Tip of the Week – Open and Closed Word Sorts

A language arts friend of mine shared this strategy with me several years ago and I’ve been using it ever since. It is incredibly simple to use in the classroom but it can have a huge impact on your kids.

The English teacher was using it to help kids learn vocabulary words from novels and mentioned it while we were discussing the problem of both vocabulary words and geographic locations in Social Studies. And as I begin to use it, I realized how versatile the strategy can be.

One teacher compared open and closed word sorts to doing laundry:

It all starts with the piles. If you haven’t had time to do the laundry for a week or more, it can feel as if those mile-high baskets of dirty socks and T-shirts are planning to topple your house. Sort that small mountain of laundry into a few piles, and you’ll restore the order of your laundry baskets.

Betty’s Book of Laundry Secrets

Basically this strategy asks students to organize words or phrases into piles that make sense to them.

The strategy is useful in both elementary and secondary classrooms as both a pre-and-post reading strategy. During pre-reading, kids use their prior knowledge to organize words and establish a purpose for reading. As an after-reading strategy, students reflect on what they read and process the ideas presented in the text.

I’ve also discovered that it works great for geographic terms, people, events, places – just about any type of list that seems unconnected to other stuff.

There are two types of sorts:

  • Closed word sorts are when the teacher defines the process for categorizing the words.
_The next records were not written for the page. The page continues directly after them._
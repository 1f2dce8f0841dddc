//! Shift register timing

#[cfg(feature = "serde")]
use serde::{Deserialize, Serialize};

/// Shortest latch/clock phase the 4021 in a stock controller handles reliably
pub const MIN_PULSE_US: u32 = 10;

/// Phase length used when nothing else is configured
pub const DEFAULT_PULSE_US: u32 = MIN_PULSE_US;

/// Hold time for each level of the latch and clock pulses
#[derive(Debug, Clone, Copy, PartialEq, Eq)]
#[cfg_attr(feature = "defmt", derive(defmt::Format))]
#[cfg_attr(feature = "serde", derive(Serialize, Deserialize))]
#[cfg_attr(feature = "serde", serde(from = "u32", into = "u32"))]
pub struct ShiftTiming {
    /// Microseconds each pulse phase is held (>= [`MIN_PULSE_US`])
    pulse_us: u32,
}

impl Default for ShiftTiming {
    fn default() -> Self {
        Self {
            pulse_us: DEFAULT_PULSE_US,
        }
    }
}

impl ShiftTiming {
    /// Create a timing, clamping `pulse_us` up to [`MIN_PULSE_US`]
    pub const fn new(pulse_us: u32) -> Self {
        let pulse_us = if pulse_us < MIN_PULSE_US {
            MIN_PULSE_US
        } else {
            pulse_us
        };
        Self { pulse_us }
    }

    /// Phase hold time in microseconds
    pub const fn pulse_us(&self) -> u32 {
        self.pulse_us
    }

    /// Upper bound on one full read: latch pulse plus eight clock pulses
    pub const fn read_duration_us(&self) -> u64 {
        // 2 latch phases + 8 clock pulses of 2 phases each
        18 * self.pulse_us as u64
    }
}

impl From<u32> for ShiftTiming {
    fn from(pulse_us: u32) -> Self {
        Self::new(pulse_us)
    }
}

impl From<ShiftTiming> for u32 {
    fn from(timing: ShiftTiming) -> Self {
        timing.pulse_us
    }
}

#[cfg(test)]
mod tests {
    use super::*;

    #[test]
    fn test_default_is_minimum() {
        assert_eq!(ShiftTiming::default().pulse_us(), MIN_PULSE_US);
    }

    #[test]
    fn test_clamps_short_pulses() {
        assert_eq!(ShiftTiming::new(0).pulse_us(), MIN_PULSE_US);
        assert_eq!(ShiftTiming::new(9).pulse_us(), MIN_PULSE_US);
        assert_eq!(ShiftTiming::new(25).pulse_us(), 25);
        assert_eq!(ShiftTiming::from(3), ShiftTiming::default());
    }

    #[test]
    fn test_read_duration() {
        // 2 latch phases + 8 * 2 clock phases
        assert_eq!(ShiftTiming::default().read_duration_us(), 180);
    }

    #[test]
    fn test_read_duration_long_pulse() {
        let timing = ShiftTiming::new(u32::MAX / 10);
        assert_eq!(timing.read_duration_us(), 18 * (u32::MAX / 10) as u64);
        assert_eq!(ShiftTiming::new(u32::MAX).read_duration_us(), 18 * u32::MAX as u64);
    }

    #[cfg(feature = "serde")]
    #[test]
    fn test_deserialize_clamps_pulse() {
        let mut buf = [0u8; 8];
        let bytes = postcard::to_slice(&3u32, &mut buf).unwrap();
        let timing: ShiftTiming = postcard::from_bytes(bytes).unwrap();
        assert_eq!(timing.pulse_us(), MIN_PULSE_US);
    }

    #[cfg(feature = "serde")]
    #[test]
    fn test_serde_roundtrip() {
        let mut buf = [0u8; 8];
        let bytes = postcard::to_slice(&ShiftTiming::new(25), &mut buf).unwrap();
        let timing: ShiftTiming = postcard::from_bytes(bytes).unwrap();
        assert_eq!(timing, ShiftTiming::new(25));
    }
}
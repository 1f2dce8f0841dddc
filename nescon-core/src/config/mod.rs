//! Configuration types
//!
//! Pin assignment and shift timing for a controller port.

pub mod hardware;
pub mod timing;

pub use hardware::{parse_pin_string, ConfigError, ControllerConfig, PinConfig, GPIO_COUNT};
pub use timing::{ShiftTiming, DEFAULT_PULSE_US, MIN_PULSE_US};
//! Controller port setup

use embassy_rp::gpio::{AnyPin, Input, Level, Output, Pin, Pull};
use embassy_rp::Peri;
use embassy_time::Delay;
use nescon_core::{ConfigError, ControllerConfig, ShiftTiming};
use nescon_drivers::NesController;

/// Controller driver on RP2040 GPIOs
pub type Rp2040Controller<'d> = NesController<Input<'d>, Output<'d>, Output<'d>, Delay>;

/// Error when binding a configured port to hardware
#[derive(Debug, Clone, Copy, PartialEq, Eq)]
#[cfg_attr(feature = "defmt", derive(defmt::Format))]
pub enum BindError {
    /// Port configuration is invalid
    Config(ConfigError),
    /// Pin already taken or not available
    PinUnavailable(u8),
}

impl From<ConfigError> for BindError {
    fn from(e: ConfigError) -> Self {
        BindError::Config(e)
    }
}

/// Set up a controller port with default timing
pub fn controller<'d>(
    data: Peri<'d, impl Pin>,
    latch: Peri<'d, impl Pin>,
    clock: Peri<'d, impl Pin>,
) -> Rp2040Controller<'d> {
    controller_with_timing(data, latch, clock, ShiftTiming::default())
}

/// Set up a controller port with explicit timing
pub fn controller_with_timing<'d>(
    data: Peri<'d, impl Pin>,
    latch: Peri<'d, impl Pin>,
    clock: Peri<'d, impl Pin>,
    timing: ShiftTiming,
) -> Rp2040Controller<'d> {
    // Pull-up keeps an unplugged port reading as "released"
    let data = Input::new(data, Pull::Up);
    let latch = Output::new(latch, Level::Low);
    let clock = Output::new(clock, Level::Low);

    NesController::with_timing(data, latch, clock, Delay, timing)
}

/// Set up a controller port from config
///
/// `take_pin` hands out GPIOs by number, e.g. from a pin bank:
///
/// ```ignore
/// let config = ControllerConfig::from_pin_strings("gpio8", "gpio3", "gpio2")?;
/// let mut nes = from_config(&config, |n| bank.take(n).ok())?;
/// let input = nes.get_nes_input()?;
/// ```
pub fn from_config<'d, F>(
    config: &ControllerConfig,
    mut take_pin: F,
) -> Result<Rp2040Controller<'d>, BindError>
where
    F: FnMut(u8) -> Option<Peri<'d, AnyPin>>,
{
    config.validate()?;

    let data = take_pin(config.data.pin).ok_or(BindError::PinUnavailable(config.data.pin))?;
    let latch = take_pin(config.latch.pin).ok_or(BindError::PinUnavailable(config.latch.pin))?;
    let clock = take_pin(config.clock.pin).ok_or(BindError::PinUnavailable(config.clock.pin))?;

    #[cfg(feature = "defmt")]
    defmt::info!(
        "NES controller: data=gpio{} latch=gpio{} clock=gpio{} pulse={}us",
        config.data.pin,
        config.latch.pin,
        config.clock.pin,
        config.timing.pulse_us()
    );

    Ok(controller_with_timing(data, latch, clock, config.timing))
}
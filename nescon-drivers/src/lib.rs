//! Hardware driver for NES controllers
//!
//! This crate drives the controller's 4021 shift register over three GPIOs
//! using the `embedded-hal` 1.0 digital and delay traits:
//!
//! - [`ShiftRegisterReader`] - latch/clock sequence, one raw byte per call
//! - [`NesController`] - applies the disconnect heuristic and decodes buttons
//!
//! Both own their pins. One instance per controller port; pins are not
//! shared or reconfigured while the driver holds them.

#![no_std]
#![deny(unsafe_code)]

pub mod controller;
pub mod shift_register;

#[cfg(test)]
mod mock;

pub use controller::NesController;
pub use shift_register::{PinError, ShiftRegisterReader};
This requires students to think critically as they look for specific concepts, word structures and definitions.
  • In an open word sort, students determine for themselves how to categorize the words. This forces them to become more involved in manipulating the list. While closed sorts reinforce and extend students’ ability to classify words and concepts, open sorts can prompt divergent and inductive reasoning.

A basic outline of the strategy:

  1. Select 15-20 words that are important to the understanding of the lesson. At this time, the teacher should determine if it will be an open or closed sort.
  2. Copy words onto index cards or print them on slips of paper. Provide enough words for each group of 3-5 students. (An alternative would be to first model for a whole group using a whiteboard or overhead transparency.)
  3. Pass out words to groups. Based on if this is a pre-reading strategy or after-reading strategy, the teacher should decide how much support to provide.
  4. If the activity is a closed sort, remind students they will need to use the categories provided to them. If it is an open sort, suggest to students that they categorize the words into groups that make sense to them. Remind them that they will need to be able to explain their rationale for the groups they created.
  5. Give students approximately 10 minutes to create their sorts. Next, give students a short amount of time to rotate to other groups to examine other sorts from their classmates’ groups.
  6. As students read the text or discuss it in more detail, allow them to reclassify their words.
  7. Have students to reflect on their sorts and how it increased their understanding before and/or after the reading of the text. Did they make changes? Why or why not?
  8. Upon completion of a word sort, students can also write a summary or reflection on why they chose words for a particular category.
    (Johns & Berglund, 1998 and Florida Online Reading)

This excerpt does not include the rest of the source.